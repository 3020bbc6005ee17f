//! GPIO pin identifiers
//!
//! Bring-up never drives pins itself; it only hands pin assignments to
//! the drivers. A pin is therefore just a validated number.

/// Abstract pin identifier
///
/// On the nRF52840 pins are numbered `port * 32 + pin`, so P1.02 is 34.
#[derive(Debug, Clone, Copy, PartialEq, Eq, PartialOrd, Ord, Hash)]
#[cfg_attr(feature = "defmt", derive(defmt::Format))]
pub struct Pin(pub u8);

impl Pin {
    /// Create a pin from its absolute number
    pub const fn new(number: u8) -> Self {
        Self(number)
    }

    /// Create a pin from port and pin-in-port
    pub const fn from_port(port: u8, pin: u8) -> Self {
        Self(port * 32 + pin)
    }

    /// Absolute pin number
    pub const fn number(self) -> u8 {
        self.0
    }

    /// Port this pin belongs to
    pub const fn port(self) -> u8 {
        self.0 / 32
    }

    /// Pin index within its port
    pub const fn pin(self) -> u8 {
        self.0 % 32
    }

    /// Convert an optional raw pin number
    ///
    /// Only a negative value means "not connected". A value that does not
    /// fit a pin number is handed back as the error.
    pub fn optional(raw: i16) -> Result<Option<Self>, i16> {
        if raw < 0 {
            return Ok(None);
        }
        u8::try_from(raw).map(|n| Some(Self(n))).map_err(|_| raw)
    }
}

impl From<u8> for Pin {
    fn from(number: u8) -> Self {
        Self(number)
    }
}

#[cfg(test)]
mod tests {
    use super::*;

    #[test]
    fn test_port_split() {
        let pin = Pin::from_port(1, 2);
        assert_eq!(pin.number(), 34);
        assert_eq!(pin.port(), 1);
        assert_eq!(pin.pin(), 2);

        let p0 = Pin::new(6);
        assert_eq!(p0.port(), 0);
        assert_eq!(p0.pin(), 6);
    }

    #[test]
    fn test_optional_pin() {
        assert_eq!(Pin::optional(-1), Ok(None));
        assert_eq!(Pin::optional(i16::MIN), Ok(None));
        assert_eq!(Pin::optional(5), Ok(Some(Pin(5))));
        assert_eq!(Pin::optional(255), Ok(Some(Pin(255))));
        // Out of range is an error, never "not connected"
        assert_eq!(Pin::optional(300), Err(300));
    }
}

──────

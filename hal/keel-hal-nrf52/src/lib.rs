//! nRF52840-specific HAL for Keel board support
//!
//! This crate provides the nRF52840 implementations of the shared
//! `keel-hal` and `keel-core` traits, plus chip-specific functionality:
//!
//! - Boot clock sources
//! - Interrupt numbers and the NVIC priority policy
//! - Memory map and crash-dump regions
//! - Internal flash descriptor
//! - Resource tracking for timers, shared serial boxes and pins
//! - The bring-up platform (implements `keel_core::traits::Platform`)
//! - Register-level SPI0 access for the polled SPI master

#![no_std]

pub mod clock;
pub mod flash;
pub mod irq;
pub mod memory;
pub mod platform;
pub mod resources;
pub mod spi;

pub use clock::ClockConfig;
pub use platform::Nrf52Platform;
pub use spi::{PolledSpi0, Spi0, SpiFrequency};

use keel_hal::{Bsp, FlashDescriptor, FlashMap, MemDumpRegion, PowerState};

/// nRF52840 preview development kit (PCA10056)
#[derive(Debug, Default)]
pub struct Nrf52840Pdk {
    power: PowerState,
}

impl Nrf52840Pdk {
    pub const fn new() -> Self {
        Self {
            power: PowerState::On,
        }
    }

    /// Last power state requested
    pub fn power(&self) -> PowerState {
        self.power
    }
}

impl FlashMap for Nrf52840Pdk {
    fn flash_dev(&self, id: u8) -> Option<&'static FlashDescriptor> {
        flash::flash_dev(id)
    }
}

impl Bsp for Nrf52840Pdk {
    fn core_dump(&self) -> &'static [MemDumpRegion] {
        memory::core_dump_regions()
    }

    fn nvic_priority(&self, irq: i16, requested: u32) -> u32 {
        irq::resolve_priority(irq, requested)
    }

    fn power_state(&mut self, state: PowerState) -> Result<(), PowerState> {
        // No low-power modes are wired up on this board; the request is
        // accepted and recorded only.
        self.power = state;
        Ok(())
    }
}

──────

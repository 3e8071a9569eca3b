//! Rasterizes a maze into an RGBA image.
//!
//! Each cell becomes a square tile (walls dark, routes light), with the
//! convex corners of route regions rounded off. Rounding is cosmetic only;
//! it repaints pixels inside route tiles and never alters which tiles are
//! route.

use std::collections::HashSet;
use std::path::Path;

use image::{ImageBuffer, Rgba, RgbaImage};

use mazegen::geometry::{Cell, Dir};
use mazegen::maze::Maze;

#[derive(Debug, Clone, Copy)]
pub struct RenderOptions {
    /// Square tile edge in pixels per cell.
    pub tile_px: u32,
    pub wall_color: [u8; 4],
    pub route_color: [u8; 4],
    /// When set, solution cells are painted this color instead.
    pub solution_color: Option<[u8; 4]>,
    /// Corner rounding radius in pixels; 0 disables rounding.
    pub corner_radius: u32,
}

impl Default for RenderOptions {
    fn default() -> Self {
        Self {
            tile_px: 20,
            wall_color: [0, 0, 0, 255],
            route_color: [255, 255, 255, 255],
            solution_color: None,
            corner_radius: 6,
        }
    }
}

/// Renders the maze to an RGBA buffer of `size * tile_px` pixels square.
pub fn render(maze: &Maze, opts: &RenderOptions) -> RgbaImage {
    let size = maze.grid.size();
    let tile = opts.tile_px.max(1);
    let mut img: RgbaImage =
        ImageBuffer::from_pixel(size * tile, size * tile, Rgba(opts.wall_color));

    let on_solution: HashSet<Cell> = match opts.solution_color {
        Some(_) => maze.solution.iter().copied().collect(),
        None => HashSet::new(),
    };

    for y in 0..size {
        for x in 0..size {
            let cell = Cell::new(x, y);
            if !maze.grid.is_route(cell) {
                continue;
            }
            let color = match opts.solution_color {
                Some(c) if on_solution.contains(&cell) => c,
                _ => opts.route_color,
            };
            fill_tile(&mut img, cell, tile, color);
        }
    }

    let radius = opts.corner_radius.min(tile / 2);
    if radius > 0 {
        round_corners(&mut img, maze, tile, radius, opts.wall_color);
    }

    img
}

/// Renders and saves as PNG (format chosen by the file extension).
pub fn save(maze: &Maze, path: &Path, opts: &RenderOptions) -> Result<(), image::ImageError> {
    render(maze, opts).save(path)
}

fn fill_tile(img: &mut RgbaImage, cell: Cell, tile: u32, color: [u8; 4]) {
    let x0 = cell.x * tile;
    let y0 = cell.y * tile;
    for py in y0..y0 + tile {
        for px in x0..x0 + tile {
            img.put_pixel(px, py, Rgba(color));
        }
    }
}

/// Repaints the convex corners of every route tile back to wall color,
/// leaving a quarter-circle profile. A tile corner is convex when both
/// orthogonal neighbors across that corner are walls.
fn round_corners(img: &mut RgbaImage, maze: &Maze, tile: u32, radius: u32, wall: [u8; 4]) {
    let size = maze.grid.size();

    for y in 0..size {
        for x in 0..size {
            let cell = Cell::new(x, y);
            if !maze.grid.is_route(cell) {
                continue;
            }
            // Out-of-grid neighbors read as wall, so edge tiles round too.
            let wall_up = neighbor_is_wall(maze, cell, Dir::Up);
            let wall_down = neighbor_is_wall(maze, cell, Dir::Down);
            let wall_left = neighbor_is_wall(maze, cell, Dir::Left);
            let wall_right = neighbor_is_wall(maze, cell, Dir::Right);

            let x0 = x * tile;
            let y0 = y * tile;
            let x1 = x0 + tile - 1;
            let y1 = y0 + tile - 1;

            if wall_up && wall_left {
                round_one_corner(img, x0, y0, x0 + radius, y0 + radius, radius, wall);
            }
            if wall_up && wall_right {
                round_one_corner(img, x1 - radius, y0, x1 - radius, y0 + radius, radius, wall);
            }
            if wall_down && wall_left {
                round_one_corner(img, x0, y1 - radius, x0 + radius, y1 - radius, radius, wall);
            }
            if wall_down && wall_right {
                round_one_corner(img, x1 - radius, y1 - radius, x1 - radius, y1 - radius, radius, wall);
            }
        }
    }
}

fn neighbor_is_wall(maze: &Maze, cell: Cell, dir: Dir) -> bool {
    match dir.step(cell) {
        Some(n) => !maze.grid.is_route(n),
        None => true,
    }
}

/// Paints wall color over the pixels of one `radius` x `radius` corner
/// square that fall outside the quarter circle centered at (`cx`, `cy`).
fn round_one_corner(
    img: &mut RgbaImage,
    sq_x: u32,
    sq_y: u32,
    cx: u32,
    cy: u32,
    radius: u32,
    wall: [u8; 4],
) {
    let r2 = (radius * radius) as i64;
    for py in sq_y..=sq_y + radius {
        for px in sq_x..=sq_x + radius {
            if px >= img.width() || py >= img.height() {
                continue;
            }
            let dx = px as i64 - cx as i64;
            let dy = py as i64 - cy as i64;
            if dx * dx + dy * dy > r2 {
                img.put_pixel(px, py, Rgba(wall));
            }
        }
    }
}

──────

Exercise instructions
Report each line of the data in which "ImageBuffer" occurs.

Result of the task
use image::{ImageBuffer, Rgba, RgbaImage};
        ImageBuffer::from_pixel(size * tile, size * tile, Rgba(opts.wall_color));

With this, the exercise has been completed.